Otras culturas… nuevos consumidores

Al igual que lo hicimos con el turismo, desde el inicio de la estrategia para atraerlo, hemos venido centrando los esfuerzos para la exportación y la captación de inversión extranjera directa, mirando de forma casi unidireccional (con pocas excepciones) hacia Estados Unidos.
Esta falta de diversificación nos causa hoy problemas en la economía. Costa Rica sería uno de los más afectados negativamente por la actual crisis fiscal del país del norte, que puede desencadenar una serie de cambios y consecuencias no solo a lo interno de esa nación, sino a muchos otros países.
Hoy reconocemos la necesidad de diversificar, pero tal parece que deberíamos apurar el paso porque además de voltear la mirada hacia otras latitudes, la industria y las empresas que operan en el país deberán emprender el ejercicio de conocer en detalle los gustos y preferencias de nuevos consumidores y esto implica entrar a fondo en otras culturas.

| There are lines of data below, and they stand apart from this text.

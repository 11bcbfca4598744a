//! Admin screen: CPF/CNPJ numbers allowed to create an account.

#[cfg(test)]
#[path = "documents_test.rs"]
mod documents_test;

use super::{ActionOutcome, banner_for};
use crate::format::{DocumentKind, digits_only, format_as};
use crate::net::types::{AuthorizedDocument, NewDocument, RecordId};
use crate::net::{ApiClient, ApiError};

pub const INCOMPLETE_DOCUMENT: &str = "Documento incompleto.";
pub const MISSING_NOME: &str = "Informe o nome.";

/// Create-form input. `documento` is kept masked for the selected `tipo`.
#[derive(Clone, Debug, Default, PartialEq, Eq)]
pub struct DocumentForm {
    documento: String,
    pub nome: String,
    tipo: DocumentKind,
}

impl DocumentForm {
    #[must_use]
    pub fn new(tipo: DocumentKind, documento: &str, nome: &str) -> Self {
        Self { documento: format_as(tipo, documento), nome: nome.to_owned(), tipo }
    }

    #[must_use]
    pub fn documento(&self) -> &str {
        &self.documento
    }

    #[must_use]
    pub fn tipo(&self) -> DocumentKind {
        self.tipo
    }

    pub fn set_documento(&mut self, raw: &str) {
        self.documento = format_as(self.tipo, raw);
    }

    /// Switch type and re-mask the current digits.
    pub fn set_tipo(&mut self, tipo: DocumentKind) {
        self.tipo = tipo;
        self.documento = format_as(tipo, &self.documento);
    }

    /// Validate into a request body with a digits-only `documento`.
    ///
    /// # Errors
    ///
    /// Returns the banner text for the first invalid field.
    pub fn parse(&self) -> Result<NewDocument, &'static str> {
        let documento = digits_only(&self.documento);
        if documento.len() != self.tipo.max_digits() {
            return Err(INCOMPLETE_DOCUMENT);
        }
        let nome = self.nome.trim();
        if nome.is_empty() {
            return Err(MISSING_NOME);
        }
        Ok(NewDocument { documento, nome: nome.to_owned(), tipo: self.tipo })
    }
}

#[derive(Clone, Debug, Default)]
pub struct DocumentsScreen {
    pub documents: Vec<AuthorizedDocument>,
    pub form: DocumentForm,
    pub busy: bool,
    pub error: Option<String>,
}

impl DocumentsScreen {
    pub async fn load(&mut self, api: &ApiClient) -> ActionOutcome {
        if self.busy {
            return ActionOutcome::Ignored;
        }
        self.error = None;
        self.busy = true;
        let result = self.refresh(api).await;
        self.busy = false;
        match result {
            Ok(()) => ActionOutcome::Completed,
            Err(err) => {
                self.error = banner_for(&err);
                ActionOutcome::Failed
            }
        }
    }

    /// Authorize the document in `form`, reset the form, and re-fetch.
    pub async fn create(&mut self, api: &ApiClient) -> ActionOutcome {
        if self.busy {
            return ActionOutcome::Ignored;
        }
        self.error = None;
        let document = match self.form.parse() {
            Ok(document) => document,
            Err(message) => {
                self.error = Some(message.to_owned());
                return ActionOutcome::Invalid;
            }
        };

        self.busy = true;
        let result = api.create_document(&document).await.map(|_| ());
        if result.is_ok() {
            tracing::info!(tipo = %document.tipo, "authorized document created");
            self.form = DocumentForm { tipo: document.tipo, ..DocumentForm::default() };
        }
        let outcome = self.finish_mutation(api, result).await;
        self.busy = false;
        outcome
    }

    pub async fn delete(&mut self, api: &ApiClient, id: &RecordId) -> ActionOutcome {
        if self.busy {
            return ActionOutcome::Ignored;
        }
        self.error = None;
        self.busy = true;
        let result = api.delete_document(id).await;
        if result.is_ok() {
            tracing::info!(%id, "authorized document deleted");
        }
        let outcome = self.finish_mutation(api, result).await;
        self.busy = false;
        outcome
    }

    async fn refresh(&mut self, api: &ApiClient) -> Result<(), ApiError> {
        self.documents = api.list_documents().await?;
        Ok(())
    }

    async fn finish_mutation(&mut self, api: &ApiClient, result: Result<(), ApiError>) -> ActionOutcome {
        if let Err(err) = &result
            && err.is_unauthorized()
        {
            return ActionOutcome::Failed;
        }
        let refreshed = self.refresh(api).await;
        match (result, refreshed) {
            (Ok(()), Ok(())) => ActionOutcome::Completed,
            (Err(err), _) | (Ok(()), Err(err)) => {
                self.error = banner_for(&err);
                ActionOutcome::Failed
            }
        }
    }
}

Si bien es cierto que haber dirigido la atención especialmente hacia Norteamérica fue práctico por su capacidad económica y hasta más cómodo porque es una cultura que en alguna medida conocemos, también es cierto que no fue lo mejor.
Dice el refrán popular que “no es bueno poner todos los huevos en la misma canasta” y esta sabiduría podemos aplicarla a muchas esferas de la actividad humana.
De todos modos hoy esa es nuestra realidad y lo que pareciera muy conveniente es, como decíamos, apurar el conocimiento de nuevas culturas.
Un intento de exportar a otras naciones debe comenzar por conocerlas, pero no como turistas, sino como verdaderos interesados en profundizar en sus hábitos culturales y de consumo a fin de determinar qué les podríamos ofrecer, de qué modo y presentación, de la actual o futura producción en Costa Rica.
Por otro lado, es bueno considerar la opinión de algunos economistas, en el sentido de que la inversión extranjera directa no es suficiente para atraer o generar los empleos que necesitamos.
Si el modelo actual está produciendo problemas y crisis de todo tipo a nivel de casi todos los países es conveniente analizar ese rumbo.
Costa Rica tuvo décadas de avanzar mediante una amplia clase media, con su capacidad de consumo y su clima de paz social. Esa clase media aquí, de modo equivocado, los gobiernos permitieron que se deteriorara.
Pero el resto de Latinoamérica anda en busca de esa clase media y en general lo está logrando. Esa mayor masa de población en toda la región, con acceso al consumo, puede ser un buen potencial importador. Es cuestión de quién les vende primero aquello de lo cual carecen.